Staccato mewawancarai kedua beliau. Untuk menggali serpihan mutiara yang mungkin semburatnya baru anda kenal. Siapa tahu ada yang akan menginspirasi atau menambah wawasan anda semua tentang musik yang tak sekedar olah bunyi.
1. Sejak kapan Mas Mike dan Ibu Jelia mulai menulis, dan apa yg mendorong anda untuk menulis?
JMH: Saat kuliah musik di Jerman, seorang Professor saya berpesan agar saya tak hanya berpiano, tak hanya mengajar, namun juga menulis, karena menulis itu adalah satu bentuk ketrampilan abstraksi materi.

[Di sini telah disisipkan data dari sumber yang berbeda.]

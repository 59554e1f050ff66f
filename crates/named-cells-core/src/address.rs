//! Cell addresses, rectangular spans and sheet-qualified ranges

use std::fmt;
use std::str::FromStr;

use crate::error::{Error, Result};
use crate::{MAX_COLS, MAX_ROWS};

/// A cell position, 0-based (`A1` is row 0, column 0)
///
/// `$` markers are accepted when parsing and dropped: a named range always
/// denotes a fixed span, so relative/absolute flags carry no meaning here.
#[derive(Debug, Clone, Copy, PartialEq, Eq, Hash, PartialOrd, Ord)]
pub struct CellAddress {
    pub row: u32,
    pub col: u32,
}

impl CellAddress {
    pub fn new(row: u32, col: u32) -> Self {
        Self { row, col }
    }

    /// Parse A1-style notation (`B7`, `$B$7`)
    ///
    /// # Examples
    /// ```
    /// use named_cells_core::CellAddress;
    ///
    /// let addr = CellAddress::parse("$C$10").unwrap();
    /// assert_eq!((addr.row, addr.col), (9, 2));
    /// ```
    pub fn parse(s: &str) -> Result<Self> {
        let s = s.trim();
        let bytes = s.as_bytes();
        let mut pos = 0;

        if bytes.get(pos) == Some(&b'$') {
            pos += 1;
        }
        let col_start = pos;
        while pos < bytes.len() && bytes[pos].is_ascii_alphabetic() {
            pos += 1;
        }
        if pos == col_start {
            return Err(Error::InvalidAddress(format!("no column letters in '{s}'")));
        }
        let col = Self::letters_to_column(&s[col_start..pos])?;

        if bytes.get(pos) == Some(&b'$') {
            pos += 1;
        }
        let row_str = &s[pos..];
        if row_str.is_empty() || !row_str.bytes().all(|b| b.is_ascii_digit()) {
            return Err(Error::InvalidAddress(format!("invalid row number in '{s}'")));
        }
        let row: u32 = row_str
            .parse()
            .map_err(|_| Error::InvalidAddress(format!("invalid row number in '{s}'")))?;
        if row == 0 || row > MAX_ROWS {
            return Err(Error::InvalidAddress(format!("row out of bounds in '{s}'")));
        }

        Ok(Self { row: row - 1, col })
    }

    /// Convert a column index to letters (0 = A, 25 = Z, 26 = AA)
    pub fn column_to_letters(col: u32) -> String {
        let mut result = Vec::new();
        let mut n = col + 1;
        while n > 0 {
            n -= 1;
            result.push((n % 26) as u8 + b'A');
            n /= 26;
        }
        result.reverse();
        String::from_utf8(result).unwrap_or_default()
    }

    /// Convert column letters to an index (A = 0, AA = 26)
    pub fn letters_to_column(letters: &str) -> Result<u32> {
        if letters.is_empty() || letters.len() > 3 {
            return Err(Error::InvalidAddress(format!("bad column '{letters}'")));
        }
        let mut col: u32 = 0;
        for c in letters.chars() {
            if !c.is_ascii_alphabetic() {
                return Err(Error::InvalidAddress(format!("invalid column letter '{c}'")));
            }
            col = col * 26 + (c.to_ascii_uppercase() as u32 - 'A' as u32 + 1);
        }
        if col > MAX_COLS {
            return Err(Error::InvalidAddress(format!("column out of bounds '{letters}'")));
        }
        Ok(col - 1)
    }

    pub fn to_a1_string(&self) -> String {
        format!("{}{}", Self::column_to_letters(self.col), self.row + 1)
    }
}

impl fmt::Display for CellAddress {
    fn fmt(&self, f: &mut fmt::Formatter<'_>) -> fmt::Result {
        f.write_str(&self.to_a1_string())
    }
}

impl FromStr for CellAddress {
    type Err = Error;

    fn from_str(s: &str) -> Result<Self> {
        Self::parse(s)
    }
}

/// A rectangular span of cells; `start` is top-left, `end` bottom-right
#[derive(Debug, Clone, Copy, PartialEq, Eq, Hash)]
pub struct CellRange {
    pub start: CellAddress,
    pub end: CellAddress,
}

impl CellRange {
    /// Create a range, normalizing the corners
    pub fn new(a: CellAddress, b: CellAddress) -> Self {
        Self {
            start: CellAddress::new(a.row.min(b.row), a.col.min(b.col)),
            end: CellAddress::new(a.row.max(b.row), a.col.max(b.col)),
        }
    }

    pub fn single(addr: CellAddress) -> Self {
        Self {
            start: addr,
            end: addr,
        }
    }

    pub fn from_indices(start_row: u32, start_col: u32, end_row: u32, end_col: u32) -> Self {
        Self::new(
            CellAddress::new(start_row, start_col),
            CellAddress::new(end_row, end_col),
        )
    }

    /// Range from `A1` to the last row and column among `cells`
    pub fn covering(cells: impl IntoIterator<Item = CellAddress>) -> Option<Self> {
        cells
            .into_iter()
            .fold(None, |end: Option<CellAddress>, addr| {
                Some(match end {
                    Some(e) => CellAddress::new(e.row.max(addr.row), e.col.max(addr.col)),
                    None => addr,
                })
            })
            .map(|end| Self::new(CellAddress::new(0, 0), end))
    }

    /// Parse `A1:B10` or a single cell
    pub fn parse(s: &str) -> Result<Self> {
        let s = s.trim();
        match s.split_once(':') {
            Some((a, b)) => Ok(Self::new(CellAddress::parse(a)?, CellAddress::parse(b)?)),
            None => Ok(Self::single(CellAddress::parse(s)?)),
        }
    }

    pub fn row_count(&self) -> u32 {
        self.end.row - self.start.row + 1
    }

    pub fn col_count(&self) -> u32 {
        self.end.col - self.start.col + 1
    }

    pub fn cell_count(&self) -> u64 {
        self.row_count() as u64 * self.col_count() as u64
    }

    pub fn contains(&self, addr: &CellAddress) -> bool {
        addr.row >= self.start.row
            && addr.row <= self.end.row
            && addr.col >= self.start.col
            && addr.col <= self.end.col
    }

    /// Addresses of one row of the span (0-based offset from the top)
    pub fn row_cells(&self, offset: u32) -> impl Iterator<Item = CellAddress> {
        let row = self.start.row + offset;
        (self.start.col..=self.end.col).map(move |col| CellAddress::new(row, col))
    }

    /// All addresses, row by row
    pub fn cells(&self) -> impl Iterator<Item = CellAddress> {
        let range = *self;
        (range.start.row..=range.end.row).flat_map(move |row| {
            (range.start.col..=range.end.col).map(move |col| CellAddress::new(row, col))
        })
    }

    pub fn to_a1_string(&self) -> String {
        if self.start == self.end {
            self.start.to_a1_string()
        } else {
            format!("{}:{}", self.start, self.end)
        }
    }
}

impl fmt::Display for CellRange {
    fn fmt(&self, f: &mut fmt::Formatter<'_>) -> fmt::Result {
        f.write_str(&self.to_a1_string())
    }
}

impl FromStr for CellRange {
    type Err = Error;

    fn from_str(s: &str) -> Result<Self> {
        Self::parse(s)
    }
}

/// A span on a named sheet, e.g. `'My Sheet'!$A$1:$B$3`
#[derive(Debug, Clone, PartialEq, Eq, Hash)]
pub struct SheetRange {
    pub sheet: String,
    pub range: CellRange,
}

impl SheetRange {
    pub fn new(sheet: impl Into<String>, range: CellRange) -> Self {
        Self {
            sheet: sheet.into(),
            range,
        }
    }

    /// Parse a sheet-qualified reference. Quoted sheet names use `''` for a
    /// literal quote.
    pub fn parse(s: &str) -> Result<Self> {
        let s = s.trim();
        let (sheet, coords) = split_sheet(s)?;
        if coords.contains('!') {
            return Err(Error::InvalidAddress(format!("unexpected '!' in '{s}'")));
        }
        Ok(Self {
            sheet,
            range: CellRange::parse(coords)?,
        })
    }

    /// Sheet name, quoted when it would not parse bare
    pub fn quoted_sheet(&self) -> String {
        let bare = !self.sheet.is_empty()
            && self
                .sheet
                .chars()
                .all(|c| c.is_alphanumeric() || c == '_' || c == '.')
            && !self.sheet.starts_with(|c: char| c.is_ascii_digit());
        if bare {
            self.sheet.clone()
        } else {
            format!("'{}'", self.sheet.replace('\'', "''"))
        }
    }
}

impl fmt::Display for SheetRange {
    fn fmt(&self, f: &mut fmt::Formatter<'_>) -> fmt::Result {
        write!(f, "{}!{}", self.quoted_sheet(), self.range)
    }
}

fn split_sheet(s: &str) -> Result<(String, &str)> {
    if let Some(rest) = s.strip_prefix('\'') {
        let mut sheet = String::new();
        let mut chars = rest.char_indices();
        while let Some((i, c)) = chars.next() {
            if c != '\'' {
                sheet.push(c);
                continue;
            }
            if rest[i + 1..].starts_with('\'') {
                sheet.push('\'');
                chars.next();
                continue;
            }
            return match rest[i + 1..].strip_prefix('!') {
                Some(coords) => Ok((sheet, coords)),
                None => Err(Error::InvalidAddress(format!("missing '!' after sheet in '{s}'"))),
            };
        }
        Err(Error::InvalidAddress(format!("unterminated sheet name in '{s}'")))
    } else {
        match s.rsplit_once('!') {
            Some((sheet, coords)) if !sheet.is_empty() => Ok((sheet.to_string(), coords)),
            _ => Err(Error::InvalidAddress(format!("missing sheet name in '{s}'"))),
        }
    }
}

Orang yang mahir menulis tentu ia mahir menyampaikan gagasannya, dan ini sangat berguna bagi bidang pekerjaan saya sebagai Music Educator. Itu yang mendorong saya menulis dan sesampainya di Indonesia saya mulai menulis di Kompasiana, Citizen Journalistic dari harian KOMPAS. Saya bikin blog pribadi Jelia’sMusic Playground. Kemudian menulis sudah 3 buku tentang musik: Hitam Putih Piano, Pianolicious, dan Pengetahuan Dasar Musik Teori, dan ya tentu saja di Majalah Staccato.

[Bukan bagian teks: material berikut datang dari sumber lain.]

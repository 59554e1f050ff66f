//! Values written by the backend survive a save and a reopen from disk

use chrono::NaiveDate;
use named_cells_core::{ErrorKind, NamedCellsExt, RangeValue, Value};
use named_cells_core::Backend;
use named_cells_xlsx::fixtures::XlsxFixture;
use named_cells_xlsx::XlsxWorkbook;
use pretty_assertions::assert_eq;

fn fixture() -> XlsxFixture {
    XlsxFixture::new()
        .sheet("Data")
        .number("Data", "A1", 1.0)
        .text("Data", "C1", "code")
        .text("Data", "D1", "active")
        .text("Data", "C2", "A")
        .boolean("Data", "D2", true)
        .text("Data", "C3", "B")
        .boolean("Data", "D3", false)
        .error("Data", "F1", "#DIV/0!")
        .name("i.one", "Data!$A$1")
        .name("v.row", "Data!$A$5:$D$5")
        .name("t.flags", "Data!$C$1:$D$3")
        .name("i.error", "Data!$F$1")
        .local_name("i.local", 0, "Data!$A$1")
}

fn date(y: i32, m: u32, d: u32, h: u32) -> Value {
    Value::DateTime(
        NaiveDate::from_ymd_opt(y, m, d)
            .unwrap()
            .and_hms_opt(h, 30, 0)
            .unwrap(),
    )
}

fn round_trip(fixture: XlsxFixture, writes: &[(&str, RangeValue)]) {
    let dir = tempfile::tempdir().unwrap();
    let path = dir.path().join("book.xlsx");
    fixture.write_to(&path).unwrap();

    let mut book = XlsxWorkbook::open_file(&path).unwrap();
    for (name, value) in writes {
        book.write_name(name, value).unwrap();
    }
    book.save(None).unwrap();
    assert!(!book.is_dirty());

    let reopened = XlsxWorkbook::open_file(&path).unwrap();
    for (name, value) in writes {
        assert_eq!(&reopened.read_name(name).unwrap(), value, "{name}");
    }
}

#[test]
fn test_every_shape_survives_reopen() {
    round_trip(
        fixture(),
        &[
            ("i.one", RangeValue::Scalar(date(2024, 2, 29, 6))),
            (
                "v.row",
                RangeValue::Vector(vec![
                    Value::Number(-2.5),
                    Value::text("x & <y>"),
                    Value::Bool(true),
                    date(1999, 12, 31, 23),
                ]),
            ),
            (
                "t.flags",
                RangeValue::Table(vec![
                    vec![Value::text("code"), Value::text("active")],
                    vec![Value::text("Z"), Value::Bool(false)],
                    vec![Value::Null, Value::Number(7.0)],
                ]),
            ),
        ],
    );
}

#[test]
fn test_dates_in_1904_workbook() {
    round_trip(
        fixture().date1904(),
        &[("i.one", RangeValue::Scalar(date(1904, 1, 2, 12)))],
    );
}

#[test]
fn test_read_only_values() {
    let dir = tempfile::tempdir().unwrap();
    let path = dir.path().join("book.xlsx");
    fixture().write_to(&path).unwrap();
    let book = XlsxWorkbook::open_file(&path).unwrap();

    assert_eq!(
        book.read_name("i.error").unwrap(),
        RangeValue::Scalar(Value::text("#DIV/0!"))
    );
    assert_eq!(
        book.read_name("v.row").unwrap(),
        RangeValue::Vector(vec![Value::Null; 4])
    );
    assert_eq!(
        book.read_name("i.local").unwrap_err().kind(),
        ErrorKind::AmbiguousScope
    );
    assert_eq!(
        book.names(None),
        vec!["i.error", "i.one", "t.flags", "v.row"]
    );
}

MGW: Sejak SMP dan SMA saya menjadi pemimpin redaksi majalah sekolah. Oh ya, majalah sekolah saya bukan lembar stensilan ya, tapi dicetak professional dan memiliki ijin terbit dari Departemen Penerangan, Direktorat Sosial Budaya, ini zaman Pak Harto ya. Setelah lulus SMA, saya menjadi penulis lepas di koran-koran terutama tentang ulasan Politik. Zaman ORBA lho. Salah tulis kepala hilang hahahaha. Beberapa kali juga menulis tentang seni dan kebudayaan. Bagi saya menulis itu menantang. Bagaimana menyuguhi orang Indonesia yang tidak gemar baca, dengan pengetahuan, informasi dan buah pikiran yang memaksa mereka untuk mau membaca?